The F.relu function is a ramp function, which is one of the activation functions that performs non-linear processing on the convoluted data. ReLU (x) = max (x, 0), and if the data is larger than 0, the value is output, and if it is smaller than 0, 0 is output.

The max_pool2d function performs two-dimensional maximum value pooling. Here we are using 2 * 2 windows. The image is as follows. The maximum value in the window is output in order from the upper left. Pooling is calculated so that the border does not cover without setting the stride. This time it is 2 * 2, so the vertical and horizontal sizes are compressed by half here.

Let's take a closer look at the view function. view is a function that returns a list of numbers that are the same as the input data as a new tensor with a different shape. This is used when converting image data to one-dimensional data before the fully connected layer. For example

>>>x = torch.randn(2,2)
>>>x
tensor([[-0.2834, -0.3660],
        [-0.1678, -0.3034]])
>>>x.view(4)
tensor([-0.2834, -0.3660, -0.1678, -0.3034])

You can change the shape of the data as you said. This time there is a -1 at the beginning of the argument. This will adjust the size of the first dimension appropriately to match the other (second in this case) arguments. For example

>>>x = torch.randn(4,3)
>>>x
tensor([[-1.2163,  1.6905,  0.1850],
        [-0.2123,  0.5995,  0.7282],
        [-0.5564, -0.1090, -0.8454],
        [-0.5643,  1.2565, -0.5475]])
>>>x.view(-1,6)
tensor([[-1.2163,  1.6905,  0.1850, -0.2123,  0.5995,  0.7282],
        [-0.5564, -0.1090, -0.8454, -0.5643,  1.2565, -0.5475]])

It is like this. If you say "change 4 * 3 to x * 6", it will automatically change to the optimum 2 * 6.

Consider this time x = x.view (-1, self.num_flat_features (x)).

If the original image data is (16,6,6), x.view (576) seems to be good, but in fact, the original input tensor has four dimensions (number of samples, number of channels, length, width). It is a tensor of. Until now, I didn't mention the number of samples because I thought the input data was one image, but in machine learning, basically because the parameters are updated after processing multiple images in a mini-batch (Pytorch's'torch' .nn'is made on the assumption that a mini-batch is used), and the input data also includes information such as the number of samples. Therefore, here, the shape of the output is set to (number of samples, number of channels x length x width), and the features of each sample are arranged in a one-dimensional array, so that the features of each sample are set to the fully connected layer. I want it to be the starting node.

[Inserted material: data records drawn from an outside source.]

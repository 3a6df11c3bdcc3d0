use std::path::PathBuf;

use anyhow::{Context, Result};
use clap::{Parser, ValueEnum};
use redacao_guard::{read_input_file, read_stdin, try_analyze, AnalysisInput, AnalysisResult};
use tracing_subscriber::{layer::SubscriberExt, util::SubscriberInitExt};

#[derive(Debug, Clone, Copy, ValueEnum)]
enum OutputFormat {
    /// Full analysis result as JSON
    Json,
    /// Only the generated feedback report
    Feedback,
    /// One line per essay with the scores
    Summary,
}

#[derive(Parser)]
#[command(
    name = "redacao-guard",
    about = "Score Portuguese essays against the ENEM rubric",
    version
)]
struct Cli {
    /// Essay files to analyze (reads stdin if none provided)
    files: Vec<PathBuf>,

    /// Essay theme (proposta de redação)
    #[arg(short, long, env = "REDACAO_THEME", required_unless_present = "json_input")]
    theme: Option<String>,

    /// Essay title
    #[arg(long, env = "REDACAO_TITLE")]
    title: Option<String>,

    /// Treat each input as a JSON document with text, theme and title
    #[arg(long)]
    json_input: bool,

    #[arg(long, value_enum, env = "REDACAO_FORMAT", default_value = "json")]
    format: OutputFormat,

    /// Print JSON on a single line
    #[arg(long)]
    compact: bool,
}

impl Cli {
    fn to_input(&self, raw: String, source: &str) -> Result<AnalysisInput> {
        if self.json_input {
            let mut input: AnalysisInput = serde_json::from_str(&raw)
                .map_err(redacao_guard::Error::from)
                .with_context(|| format!("parsing {source}"))?;
            if input.theme.trim().is_empty() {
                if let Some(theme) = &self.theme {
                    input.theme = theme.clone();
                }
            }
            if input.title.is_none() {
                input.title = self.title.clone();
            }
            return Ok(input);
        }

        let theme = self
            .theme
            .clone()
            .context("--theme is required for plain-text input")?;
        let mut input = AnalysisInput::new(raw, theme);
        input.title = self.title.clone();
        Ok(input)
    }

    fn render(&self, source: &str, result: &AnalysisResult) -> Result<String> {
        let out = match self.format {
            OutputFormat::Json if self.compact => serde_json::to_string(result)?,
            OutputFormat::Json => serde_json::to_string_pretty(result)?,
            OutputFormat::Feedback => result.feedback.clone(),
            OutputFormat::Summary => {
                let c = &result.score.categories;
                let mut line = format!(
                    "{source}\t{}\tC1={} C2={} C3={} C4={} C5={}",
                    result.score.total,
                    c.competencia1,
                    c.competencia2,
                    c.competencia3,
                    c.competencia4,
                    c.competencia5,
                );
                if let Some(reason) = &result.zero_reason {
                    line.push('\t');
                    line.push_str(reason.message());
                }
                line
            }
        };
        Ok(out)
    }
}

fn run(cli: &Cli, source: &str, raw: String) -> Result<()> {
    let input = cli.to_input(raw, source)?;
    let result = try_analyze(&input).with_context(|| format!("analyzing {source}"))?;

    if let Some(reason) = &result.zero_reason {
        tracing::warn!(source, %reason, "essay scored zero");
    } else {
        tracing::info!(
            source,
            words = result.statistics.words_count,
            total = result.score.total,
            "essay analyzed"
        );
    }

    println!("{}", cli.render(source, &result)?);
    Ok(())
}

fn main() -> Result<()> {
    tracing_subscriber::registry()
        .with(
            tracing_subscriber::EnvFilter::try_from_default_env()
                .unwrap_or_else(|_| "warn".into()),
        )
        .with(tracing_subscriber::fmt::layer().with_writer(std::io::stderr))
        .init();

    let cli = Cli::parse();

    if cli.files.is_empty() {
        let raw = read_stdin()?;
        return run(&cli, "<stdin>", raw);
    }

    for path in &cli.files {
        let raw = read_input_file(path)?;
        run(&cli, &path.display().to_string(), raw)?;
    }
    Ok(())
}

x = x.view (-1, self.num_flat_features (x)) is this time x = x.view (-1, 576). This self.num_flat_features (x) is created as a method to calculate the number of features per sample, so the result calculated by this method is simply substituted here. (I'll talk about self.num_flat_features (x) later.)

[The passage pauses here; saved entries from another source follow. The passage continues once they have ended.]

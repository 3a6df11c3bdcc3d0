use std::io::Write;

use redacao_guard::{
    analyze, paragraphs, read_input_file, score_competencies, try_analyze, AnalysisInput,
    CorrectionType, Error, RepertoireQuality, ScoringInput, ZeroReason,
};

const THEME: &str = "Os desafios da educação pública no Brasil";

const SCALE: [u32; 6] = [0, 40, 80, 120, 160, 200];

fn full_essay() -> String {
    [
        "A educação pública é fundamental para o desenvolvimento de qualquer nação democrática. \
         No Brasil, a Constituição Federal de 1988 estabelece que o acesso ao ensino é um direito \
         de todos e um dever do Estado. Entretanto, a realidade das escolas brasileiras ainda \
         revela profundas desigualdades entre regiões e grupos sociais, o que compromete o futuro \
         de milhões de jovens.",
        "Em primeiro lugar, convém destacar a falta de investimento na formação de professores. \
         Segundo dados do IBGE, uma parcela significativa dos docentes da rede pública não possui \
         formação específica na disciplina que leciona. Além disso, os baixos salários afastam \
         profissionais qualificados da carreira, o que reduz a qualidade das aulas oferecidas aos \
         estudantes. Dessa maneira, o ciclo de precariedade se perpetua de geração em geração.",
        "Em segundo lugar, a infraestrutura precária das escolas agrava o problema. Muitas \
         unidades não contam com bibliotecas, laboratórios ou acesso à internet, recursos \
         indispensáveis para um ensino de qualidade. Por outro lado, algumas iniciativas locais \
         mostram que a gestão eficiente dos recursos pode transformar a realidade de comunidades \
         inteiras. Contudo, tais experiências ainda são exceções e não alcançam a maior parte da \
         população.",
        "Ademais, a evasão escolar representa outro obstáculo relevante. Jovens de famílias de \
         baixa renda frequentemente abandonam os estudos para trabalhar e complementar o \
         orçamento doméstico. Conforme relatório da UNESCO, o abandono escolar está diretamente \
         ligado à pobreza e à ausência de políticas de permanência estudantil. Assim, a exclusão \
         educacional reforça a desigualdade social já existente no país.",
        "Portanto, é necessário que o governo federal, em parceria com estados e municípios, \
         implemente um plano nacional de valorização docente e de modernização da infraestrutura \
         escolar. Essa medida deve ocorrer por meio de investimentos permanentes, bolsas de \
         permanência para estudantes de baixa renda e programas de formação continuada, a fim de \
         garantir uma educação pública de qualidade, capaz de promover a cidadania e o respeito \
         aos direitos humanos em todo o território nacional.",
    ]
    .join("\n\n")
}

// Adds a philosophical citation and enough words to clear every bonus threshold.
fn exceptional_essay() -> String {
    let mut paras: Vec<String> = full_essay().split("\n\n").map(str::to_string).collect();
    paras[1].push_str(
        " Como afirma a filósofa Hannah Arendt, a educação é o ponto em que decidimos se \
         amamos o mundo o bastante para assumir a responsabilidade por ele.",
    );
    paras[2].push_str(
        " Nesse cenário, estudantes de regiões periféricas permanecem em desvantagem diante \
         de colegas que frequentam escolas privadas bem equipadas.",
    );
    paras.join("\n\n")
}

fn off_topic_text() -> String {
    "O campeonato de futebol deste ano teve partidas emocionantes e torcidas animadas nos estádios. "
        .repeat(6)
}

#[test]
fn short_text_is_zeroed_for_word_count() {
    let text = "Um texto curto demais que fala sobre a educação mas não chega perto do mínimo \
                exigido pela prova e por isso recebe nota zero automaticamente.";
    assert_eq!(text.split_whitespace().count(), 25);

    let result = analyze(text, "educação", None);
    assert_eq!(result.zero_reason, Some(ZeroReason::InsufficientWords));
    assert_eq!(result.score.total, 0);
    assert_eq!(result.score.categories.as_array(), [0; 5]);
    assert!(result.argument_analysis.is_none());
    assert!(result.intervention_analysis.is_none());
    assert!(result.checklist.is_none());
    assert!(
        result.feedback.contains("# REDAÇÃO COM NOTA ZERO"),
        "feedback should carry the zero notice, got:\n{}",
        result.feedback
    );
    assert!(result.feedback.contains("Texto com menos de 30 palavras"));
}

#[test]
fn misspelled_educacao_is_corrected_with_char_offsets() {
    let text = "Ação e educacao caminham juntas na construção do país.";
    let result = analyze(text, "educação", None);

    let correction = result
        .corrections
        .iter()
        .find(|c| c.original == "educacao")
        .expect("educacao should be flagged");
    assert_eq!(correction.suggested, "educação");
    assert_eq!(correction.correction_type, CorrectionType::Spelling);
    assert_eq!(correction.position.start, 7);
    assert_eq!(correction.position.end, 15);

    let span: String = text
        .chars()
        .skip(correction.position.start)
        .take(correction.position.end - correction.position.start)
        .collect();
    assert_eq!(span, correction.original);
}

#[test]
fn complete_essay_scores_full_intervention() {
    let essay = full_essay();
    let result = analyze(&essay, THEME, None);

    assert!(
        result.zero_reason.is_none(),
        "essay should pass the gate, got {:?}",
        result.zero_reason
    );
    assert_eq!(result.statistics.paragraphs_count, 5);
    assert_eq!(
        result.score.categories.competencia5, 200,
        "intervention: {:?}",
        result.intervention_analysis
    );
    assert!(
        result.sociocultural_references.quality >= RepertoireQuality::Good,
        "repertoire: {:?}",
        result.sociocultural_references
    );
    assert!(result.sociocultural_references.present);

    let argument = result.argument_analysis.as_ref().expect("argument analysis");
    assert!(argument.has_thesis);
    assert!(argument.has_conclusion);
    assert_eq!(argument.argument_count, 3);
    assert!(argument.counter_argument_present);
    assert!(argument.connectives_used.len() >= 3);

    let checklist = result.checklist.expect("checklist");
    assert!(checklist.competencia2.has_essay_structure);
    assert!(checklist.competencia5.has_solution);
    assert!(checklist.competencia5.respects_human_rights);
}

#[test]
fn exceptional_essay_gets_bonus_on_quantized_scores() {
    let essay = exceptional_essay();
    let result = analyze(&essay, THEME, None);

    assert!(result.zero_reason.is_none(), "{:?}", result.zero_reason);
    assert!(
        result.statistics.words_count > 350,
        "words: {}",
        result.statistics.words_count
    );
    assert!(result.statistics.connectives_count >= 15);
    assert_eq!(
        result.sociocultural_references.quality,
        RepertoireQuality::Excellent,
        "repertoire: {:?}",
        result.sociocultural_references
    );
    let argument = result.argument_analysis.clone().expect("argument analysis");
    assert!(argument.argument_count >= 3);
    assert!(argument.counter_argument_present);
    let intervention = result.intervention_analysis.expect("intervention analysis");
    assert!(intervention.is_complete(), "{intervention:?}");

    // Same records with the word count one short of the threshold.
    let paras = paragraphs(&essay);
    let mut statistics = result.statistics;
    statistics.words_count = 350;
    let plain = score_competencies(&ScoringInput {
        text: &essay,
        paragraphs: &paras,
        statistics: &statistics,
        repertoire: &result.sociocultural_references,
        argument: &argument,
        intervention: &intervention,
    });

    for (bonus, base) in result
        .score
        .categories
        .as_array()
        .into_iter()
        .zip(plain.as_array())
    {
        assert!(SCALE.contains(&base), "{base} is off the ENEM scale");
        assert_eq!(bonus, (base + 20).min(200), "base {base}");
    }
    assert_eq!(result.score.categories.competencia4, 180);
    assert_eq!(result.score.total, result.score.categories.total());
}

#[test]
fn near_exceptional_essay_gets_no_bonus() {
    // Good repertoire and 317 words: two thresholds missed.
    let result = analyze(&full_essay(), THEME, None);
    assert!(result.statistics.words_count <= 350);
    for score in result.score.categories.as_array() {
        assert!(SCALE.contains(&score), "{score} carries a bonus");
    }
}

#[test]
fn theme_evasion_is_detected() {
    let result = analyze(&off_topic_text(), THEME, None);
    assert_eq!(result.zero_reason, Some(ZeroReason::ThemeEvasion));
    assert_eq!(result.score.total, 0);
    assert!(result.feedback.contains("fugas ao tema"));
}

#[test]
fn last_failing_condition_supplies_the_reason() {
    // Too short on every count and off topic: theme evasion is checked last.
    let result = analyze("Futebol é paixão nacional.", THEME, None);
    assert_eq!(result.zero_reason, Some(ZeroReason::ThemeEvasion));
}

#[test]
fn total_is_sum_of_categories_on_the_scale() {
    let essay = full_essay();
    let result = analyze(&essay, THEME, None);
    let categories = result.score.categories;
    assert_eq!(result.score.total, categories.as_array().iter().sum::<u32>());
    for score in categories.as_array() {
        assert!(SCALE.contains(&score), "{score} is off the ENEM scale");
    }
}

#[test]
fn estimated_lines_round_up() {
    let result = analyze(&full_essay(), THEME, None);
    let stats = result.statistics;
    assert_eq!(stats.estimated_lines, stats.words_count.div_ceil(10));
    assert_eq!(stats.lines_count, 5);
}

#[test]
fn analysis_is_deterministic() {
    let essay = full_essay();
    let first = serde_json::to_string(&analyze(&essay, THEME, Some("Educar para incluir"))).unwrap();
    let second =
        serde_json::to_string(&analyze(&essay, THEME, Some("Educar para incluir"))).unwrap();
    assert_eq!(first, second);
}

#[test]
fn json_uses_camel_case_field_names() {
    let text = "Ação e educacao caminham juntas na construção do país.";
    let value = serde_json::to_value(analyze(text, "educação", None)).unwrap();

    assert!(value["zeroReason"].is_string());
    assert!(value["statistics"]["wordsCount"].is_u64());
    assert!(value["statistics"]["estimatedLines"].is_u64());
    assert!(value["score"]["categories"]["competencia1"].is_u64());
    assert!(value["socioculturalReferences"]["type"].is_string());
    assert!(value["errorCounts"]["spelling"].is_u64());
    assert_eq!(value["corrections"][0]["type"], "spelling");
    assert!(value.get("argumentAnalysis").is_none());
    assert!(value.get("title").is_none());
}

#[test]
fn passing_essay_serializes_null_zero_reason() {
    let value = serde_json::to_value(analyze(&full_essay(), THEME, None)).unwrap();
    assert!(value["zeroReason"].is_null());
    assert!(value["argumentAnalysis"]["topicCoherence"].is_u64());
    assert!(value["interventionAnalysis"]["hasAgent"].as_bool().unwrap());
}

#[test]
fn feedback_includes_title_and_final_score() {
    let result = analyze(&full_essay(), THEME, Some("Educar para incluir"));
    assert!(result.feedback.starts_with("# ANÁLISE DA REDAÇÃO - CRITÉRIOS ENEM"));
    assert!(result.feedback.contains("## Título: Educar para incluir"));
    let expected = format!("# Nota Final: {}/1000 pontos", result.score.total);
    assert!(
        result.feedback.contains(&expected),
        "missing '{expected}' in:\n{}",
        result.feedback
    );
    assert_eq!(result.feedback.matches("## Competência").count(), 5);
}

#[test]
fn sorted_corrections_follow_text_order() {
    let result = analyze("Tava tarde e a educacao sofre.", "educação", None);
    let sorted = result.sorted_corrections();
    assert_eq!(sorted.len(), 2);
    assert_eq!(sorted[0].original, "Tava");
    assert!(sorted
        .windows(2)
        .all(|w| w[0].position.start <= w[1].position.start));

    assert_eq!(result.error_counts.spelling, 1);
    assert_eq!(result.error_counts.formality, 1);
}

#[test]
fn empty_input_is_rejected() {
    let err = try_analyze(&AnalysisInput::new("   ", THEME)).unwrap_err();
    assert!(matches!(err, Error::EmptyText));

    let err = try_analyze(&AnalysisInput::new("Algum texto.", "")).unwrap_err();
    assert!(matches!(err, Error::EmptyTheme));
}

#[test]
fn json_input_document_round_trips_title() {
    let doc = serde_json::json!({
        "text": full_essay(),
        "theme": THEME,
        "title": "Educar para incluir",
    });
    let input: AnalysisInput = serde_json::from_value(doc).unwrap();
    let result = try_analyze(&input).unwrap();
    assert_eq!(result.title.as_deref(), Some("Educar para incluir"));
}

#[test]
fn essay_file_is_read_and_analyzed() {
    let mut file = tempfile::NamedTempFile::new().unwrap();
    file.write_all(full_essay().as_bytes()).unwrap();

    let text = read_input_file(file.path()).unwrap();
    let result = analyze(&text, THEME, None);
    assert!(!result.is_disqualified());
}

By creating a forward propagation model with this forward method, the backward function is also defined. The backward function only reverses the path that came from forward propagation and finds the gradient for the objective function, so if a forward propagation network is built, this formula will also be created automatically.

`Num_flat_features (x)` counting the number of features

Here, in order to make the features other than the number of samples one-dimensional, only the number of channels x length x width is used.

    def num_flat_features(self, x):
        size = x.size()[1:]  # all dimensions except the batch dimension
        num_features = 1
        for s in size:
            num_features *= s
        return num_features

It just multiplies the dimensions other than the first number of samples of the input data. [1:] means to extract 16 or later (= index [1] or later) of (0,16,6, ...). num_features * = s =num_features = num_features * s.

In other words, here, (number of samples, 16,6,6), so → (16,6,6), then 16 * 6 * 6 per image is used to calculate the number of features.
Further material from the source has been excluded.